Considering that there's essentially no costs for using HTTPS (certificates are free or exceedingly cheap, CPUs have hardware support for AES so there's basically no overhead for encrypting data, ECDHE key exchanges are extremely fast, as are ECDSA signatures, and so present minimal load to servers. RSA signing is a bit slower for servers, but modern CPUs are fast and TLS handshakes are brief and only happen occasionally.) and many benefits, why wouldn't everyone want to secure data in transit?
Certificate cost is no longer the obstacle it used to be, as a TLS certificate is free unless you need organizational validation. StartSSL and WoSign have been providing domain-validated (DV) certificates without charge to individuals for years, and automated ACME CA Let's Encrypt has been in operation for several months.

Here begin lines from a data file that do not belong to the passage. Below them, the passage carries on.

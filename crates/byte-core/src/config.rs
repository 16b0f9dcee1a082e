//! Configuration management for Weekly Byte.
//!
//! Loads configuration from ${BYTE_HOME}/config.toml with sensible defaults.

use std::fs;
use std::path::Path;
use std::time::Duration;

use anyhow::{Context, Result};
use serde::{Deserialize, Serialize};

use crate::item::BucketKind;

/// Returns the default config template with comments.
///
/// This is embedded from default_config.toml at compile time.
fn default_config_template() -> &'static str {
    include_str!("../default_config.toml")
}

pub mod paths {
    //! Path resolution for Weekly Byte configuration and data files.
    //!
    //! BYTE_HOME resolution order:
    //! 1. BYTE_HOME environment variable (if set)
    //! 2. ~/.config/byte (default)

    use std::path::PathBuf;

    /// Returns the Weekly Byte home directory.
    pub fn byte_home() -> PathBuf {
        if let Ok(home) = std::env::var("BYTE_HOME") {
            return PathBuf::from(home);
        }

        dirs::home_dir().map_or_else(
            || PathBuf::from(".byte"),
            |h| h.join(".config").join("byte"),
        )
    }

    /// Returns the path to the config.toml file.
    pub fn config_path() -> PathBuf {
        byte_home().join("config.toml")
    }

    /// Returns the path to the UI preferences file.
    pub fn preferences_path() -> PathBuf {
        byte_home().join("preferences.toml")
    }

    /// Returns the directory for rolling log files.
    pub fn logs_dir() -> PathBuf {
        byte_home().join("logs")
    }
}

/// Endpoint paths, relative to `base_url`.
#[derive(Debug, Clone, PartialEq, Eq, Serialize, Deserialize)]
#[serde(default)]
pub struct EndpointsConfig {
    pub posts: String,
    pub events: String,
    pub external_events: String,
    pub digest: String,
}

impl Default for EndpointsConfig {
    fn default() -> Self {
        Self {
            posts: "rss-updates".to_string(),
            events: "events".to_string(),
            external_events: "external-events".to_string(),
            digest: "send-newsletter".to_string(),
        }
    }
}

impl EndpointsConfig {
    /// Read endpoint for a bucket.
    pub fn for_bucket(&self, kind: BucketKind) -> &str {
        match kind {
            BucketKind::Posts => &self.posts,
            BucketKind::Events => &self.events,
            BucketKind::ExternalEvents => &self.external_events,
        }
    }
}

/// Logging configuration.
#[derive(Debug, Clone, PartialEq, Eq, Serialize, Deserialize)]
#[serde(default)]
pub struct LoggingConfig {
    /// Level filter (e.g. "warn", "info", "byte_core=debug")
    pub level: String,
    /// Write to a daily rolling file under $BYTE_HOME/logs instead of stderr
    pub file: bool,
}

impl Default for LoggingConfig {
    fn default() -> Self {
        Self {
            level: "warn".to_string(),
            file: false,
        }
    }
}

/// Main configuration structure.
#[derive(Debug, Clone, Serialize, Deserialize)]
#[serde(default)]
pub struct Config {
    /// Backend serving the feeds and the digest endpoint
    pub base_url: String,

    /// Shared deadline for the feed load and the digest send, in seconds
    pub fetch_timeout_secs: u64,

    /// Notification lifetime in seconds
    pub notification_secs: u64,

    #[serde(default)]
    pub endpoints: EndpointsConfig,

    #[serde(default)]
    pub logging: LoggingConfig,
}

impl Default for Config {
    fn default() -> Self {
        Self {
            base_url: Self::DEFAULT_BASE_URL.to_string(),
            fetch_timeout_secs: Self::DEFAULT_FETCH_TIMEOUT_SECS,
            notification_secs: Self::DEFAULT_NOTIFICATION_SECS,
            endpoints: EndpointsConfig::default(),
            logging: LoggingConfig::default(),
        }
    }
}

impl Config {
    const DEFAULT_BASE_URL: &str =
        "https://rss-feed-backend-e6gvd8bnfugscucb.canadacentral-01.azurewebsites.net";
    const DEFAULT_FETCH_TIMEOUT_SECS: u64 = 30;
    const DEFAULT_NOTIFICATION_SECS: u64 = 3;

    /// Loads configuration from the default config path.
    pub fn load() -> Result<Self> {
        Self::load_from(&paths::config_path())
    }

    /// Loads configuration from a specific path.
    /// Returns defaults if file doesn't exist.
    pub fn load_from(path: &Path) -> Result<Self> {
        if path.exists() {
            let contents = fs::read_to_string(path)
                .with_context(|| format!("Failed to read config from {}", path.display()))?;
            toml::from_str(&contents)
                .with_context(|| format!("Failed to parse config from {}", path.display()))
        } else {
            Ok(Config::default())
        }
    }

    /// Creates a default config file at the given path.
    /// Returns an error if the file already exists.
    pub fn init(path: &Path) -> Result<()> {
        if path.exists() {
            anyhow::bail!("Config file already exists at {}", path.display());
        }

        if let Some(parent) = path.parent() {
            fs::create_dir_all(parent)
                .with_context(|| format!("Failed to create {}", parent.display()))?;
        }
        fs::write(path, default_config_template())
            .with_context(|| format!("Failed to write config to {}", path.display()))
    }

    /// Base URL to use, preferring `BYTE_BASE_URL` over the config file.
    pub fn effective_base_url(&self) -> String {
        std::env::var("BYTE_BASE_URL")
            .ok()
            .map(|url| url.trim().to_string())
            .filter(|url| !url.is_empty())
            .unwrap_or_else(|| self.base_url.trim().to_string())
    }

    pub fn fetch_timeout(&self) -> Duration {
        Duration::from_secs(self.fetch_timeout_secs)
    }

    pub fn notification_ttl(&self) -> Duration {
        Duration::from_secs(self.notification_secs)
    }
}

#[cfg(test)]
mod tests {
    use tempfile::tempdir;

    use super::*;

    #[test]
    fn test_missing_file_yields_defaults() {
        let dir = tempdir().unwrap();
        let config = Config::load_from(&dir.path().join("config.toml")).unwrap();
        assert_eq!(config.fetch_timeout(), Duration::from_secs(30));
        assert_eq!(config.notification_ttl(), Duration::from_secs(3));
        assert_eq!(config.endpoints.digest, "send-newsletter");
    }

    /// Template and Rust defaults must agree.
    #[test]
    fn test_template_matches_defaults() {
        let parsed: Config = toml::from_str(default_config_template()).unwrap();
        let defaults = Config::default();
        assert_eq!(parsed.base_url, defaults.base_url);
        assert_eq!(parsed.fetch_timeout_secs, defaults.fetch_timeout_secs);
        assert_eq!(parsed.notification_secs, defaults.notification_secs);
        assert_eq!(parsed.endpoints, defaults.endpoints);
        assert_eq!(parsed.logging, defaults.logging);
    }

    #[test]
    fn test_partial_file_keeps_other_defaults() {
        let dir = tempdir().unwrap();
        let path = dir.path().join("config.toml");
        fs::write(
            &path,
            "fetch_timeout_secs = 5\n[endpoints]\nexternal_events = \"ext\"\n",
        )
        .unwrap();

        let config = Config::load_from(&path).unwrap();
        assert_eq!(config.fetch_timeout_secs, 5);
        assert_eq!(config.notification_secs, 3);
        assert_eq!(config.endpoints.for_bucket(BucketKind::ExternalEvents), "ext");
        assert_eq!(config.endpoints.for_bucket(BucketKind::Posts), "rss-updates");
    }

    #[test]
    fn test_init_writes_template() {
        let dir = tempdir().unwrap();
        let path = dir.path().join("nested").join("config.toml");

        Config::init(&path).unwrap();

        let contents = fs::read_to_string(&path).unwrap();
        assert!(contents.contains("# Weekly Byte Configuration"));
        assert!(contents.contains("fetch_timeout_secs = 30"));
    }

    /// Config init: fails if file exists (no silent overwrite).
    #[test]
    fn test_init_fails_if_exists() {
        let dir = tempdir().unwrap();
        let path = dir.path().join("config.toml");
        fs::write(&path, "").unwrap();

        assert!(Config::init(&path).is_err());
    }

    #[test]
    fn test_invalid_toml_reports_path() {
        let dir = tempdir().unwrap();
        let path = dir.path().join("config.toml");
        fs::write(&path, "fetch_timeout_secs = \"soon\"").unwrap();

        let err = Config::load_from(&path).unwrap_err();
        assert!(format!("{err:#}").contains("Failed to parse config"));
    }
}
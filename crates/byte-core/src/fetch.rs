//! Concurrent bucket loading under one shared deadline.
//!
//! Every resource is fetched on its own task. Results come back over a
//! channel that only the caller drains, so buckets are mutated on the
//! caller's task. The deadline does not abort requests: when it fires the
//! receiver is dropped and anything that settles later is discarded.

use std::time::Duration;

use anyhow::{Context, Result};
use tokio::sync::mpsc;

use crate::backend::BackendClient;
use crate::item::{BucketKind, Item};
use crate::notify::NotificationController;
use crate::store::CollectionStore;
use crate::wire::{LoadContext, Mapper, mapper_for};

pub const TIMEOUT_MESSAGE: &str = "Request timeout. Please try again.";

/// A read endpoint and how to turn its body into items.
#[derive(Debug, Clone, Copy)]
pub struct Resource {
    pub kind: BucketKind,
    pub mapper: Mapper,
}

impl Resource {
    pub fn new(kind: BucketKind) -> Self {
        Self {
            kind,
            mapper: mapper_for(kind),
        }
    }

    /// Posts, events and external events, in that order.
    pub fn all() -> Vec<Resource> {
        BucketKind::ALL.into_iter().map(Resource::new).collect()
    }
}

/// Outcome of one load run.
#[derive(Debug, Clone, Default, PartialEq, Eq)]
pub struct FetchReport {
    pub run: u64,
    pub loaded: Vec<BucketKind>,
    /// Failed buckets with the error chain.
    pub failed: Vec<(BucketKind, String)>,
    /// Buckets still unsettled when the deadline fired.
    pub pending: Vec<BucketKind>,
    pub timed_out: bool,
}

impl FetchReport {
    pub fn is_complete(&self) -> bool {
        !self.timed_out && self.failed.is_empty()
    }
}

pub struct FetchOrchestrator {
    client: BackendClient,
    resources: Vec<Resource>,
    deadline: Duration,
}

impl FetchOrchestrator {
    pub fn new(client: BackendClient, resources: Vec<Resource>, deadline: Duration) -> Self {
        Self {
            client,
            resources,
            deadline,
        }
    }

    pub fn resources(&self) -> &[Resource] {
        &self.resources
    }

    pub fn deadline(&self) -> Duration {
        self.deadline
    }

    /// Loads every resource concurrently into `store`.
    ///
    /// `loading` goes true → false exactly once, when all resources settle or
    /// the deadline fires, whichever comes first. Never fails: per-resource
    /// errors mark their bucket failed and show an error notification.
    pub async fn run(
        &self,
        store: &mut CollectionStore,
        notifications: &NotificationController,
    ) -> FetchReport {
        let run = store.begin_load();
        let ctx = LoadContext {
            generation_millis: chrono::Utc::now().timestamp_millis(),
        };
        tracing::info!(run, resources = self.resources.len(), "load started");

        let (tx, mut rx) = mpsc::unbounded_channel::<(BucketKind, Result<Vec<Item>>)>();
        for resource in &self.resources {
            let client = self.client.clone();
            let resource = *resource;
            let tx = tx.clone();
            tokio::spawn(async move {
                let result = fetch_resource(&client, resource, &ctx).await;
                if tx.send((resource.kind, result)).is_err() {
                    tracing::debug!(run, kind = %resource.kind, "discarding result settled after deadline");
                }
            });
        }
        drop(tx);

        let mut report = FetchReport {
            run,
            ..FetchReport::default()
        };
        let deadline = tokio::time::sleep(self.deadline);
        tokio::pin!(deadline);

        loop {
            tokio::select! {
                biased;

                settled = rx.recv() => {
                    let Some((kind, result)) = settled else {
                        break;
                    };
                    match result {
                        Ok(items) => {
                            tracing::info!(run, %kind, count = items.len(), "bucket loaded");
                            store.populate(kind, items);
                            report.loaded.push(kind);
                        }
                        Err(err) => {
                            tracing::warn!(run, %kind, error = %format!("{err:#}"), "bucket failed");
                            store.mark_failed(kind);
                            notifications.error(format!("Failed to load {}", kind.label()));
                            report.failed.push((kind, format!("{err:#}")));
                        }
                    }
                }
                () = &mut deadline => {
                    tracing::warn!(run, deadline = ?self.deadline, "load deadline elapsed");
                    report.timed_out = true;
                    notifications.error(TIMEOUT_MESSAGE);
                    break;
                }
            }
        }
        // Late results go nowhere once the receiver is gone.
        drop(rx);

        report.pending = self
            .resources
            .iter()
            .map(|resource| resource.kind)
            .filter(|kind| {
                !report.loaded.contains(kind) && !report.failed.iter().any(|(k, _)| k == kind)
            })
            .collect();
        store.finish_load();
        tracing::info!(
            run,
            loaded = report.loaded.len(),
            failed = report.failed.len(),
            pending = report.pending.len(),
            "load finished"
        );
        report
    }
}

async fn fetch_resource(
    client: &BackendClient,
    resource: Resource,
    ctx: &LoadContext,
) -> Result<Vec<Item>> {
    let body = client.fetch_bucket(resource.kind).await?;
    (resource.mapper)(&body, ctx)
        .with_context(|| format!("Failed to map {} response", resource.kind.label()))
}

Indeed. TLS certs are, as you point out, available for free. Even if one wishes to pay for a cert, DV certs are available for a pittance: Comodo's PositiveSSL certs are available for as low as $14.97 for three years ($4.99/year) from SSLs.com, a reseller owned by NameCheap. I spend more getting take-out lunch one day than it'd cost to get a cert for three years. That's basically a non-issue when it comes to even the most budget-constrained websites.
Other interesting details:
- Comodo's PositiveSSL offering is one of the very few CAs that will not only sign elliptic curve certs, but will do so using a separate, all-ECC certificate chain. Their ECC root is in all major browsers, but it's cross-signed by their UserTrust RSA root for legacy users. Naturally, PositiveSSL also offers an all-RSA chain for those who prefer RSA certificates, but I thought it was cool they offer an all-ECC chain and charge the same price for ECC or RSA certs.
- StartSSL recently started signing ECC certs from their RSA chain (4096-bit root, 2048-bit intermediate). While not as quite secure as an all-ECC chain, it's fast: clients can verify the RSA signatures quickly, and the server can perform fast ECDSA signatures/ECDHE key exchanges quickly.
- WoSign uses StartPKI, StartSSL's managed-PKI offering that chains up to the StartSSL root. Nifty. I knew StartSSL has offered that for a while but I'd never seen any such intermediates in the wild before.
Full disclosure: I have no relationship with Comodo, StartSSL, SSLs.com, NameCheap, etc. other than being a paying user. I don't get any compensation, direct or otherwise, from mentioning them.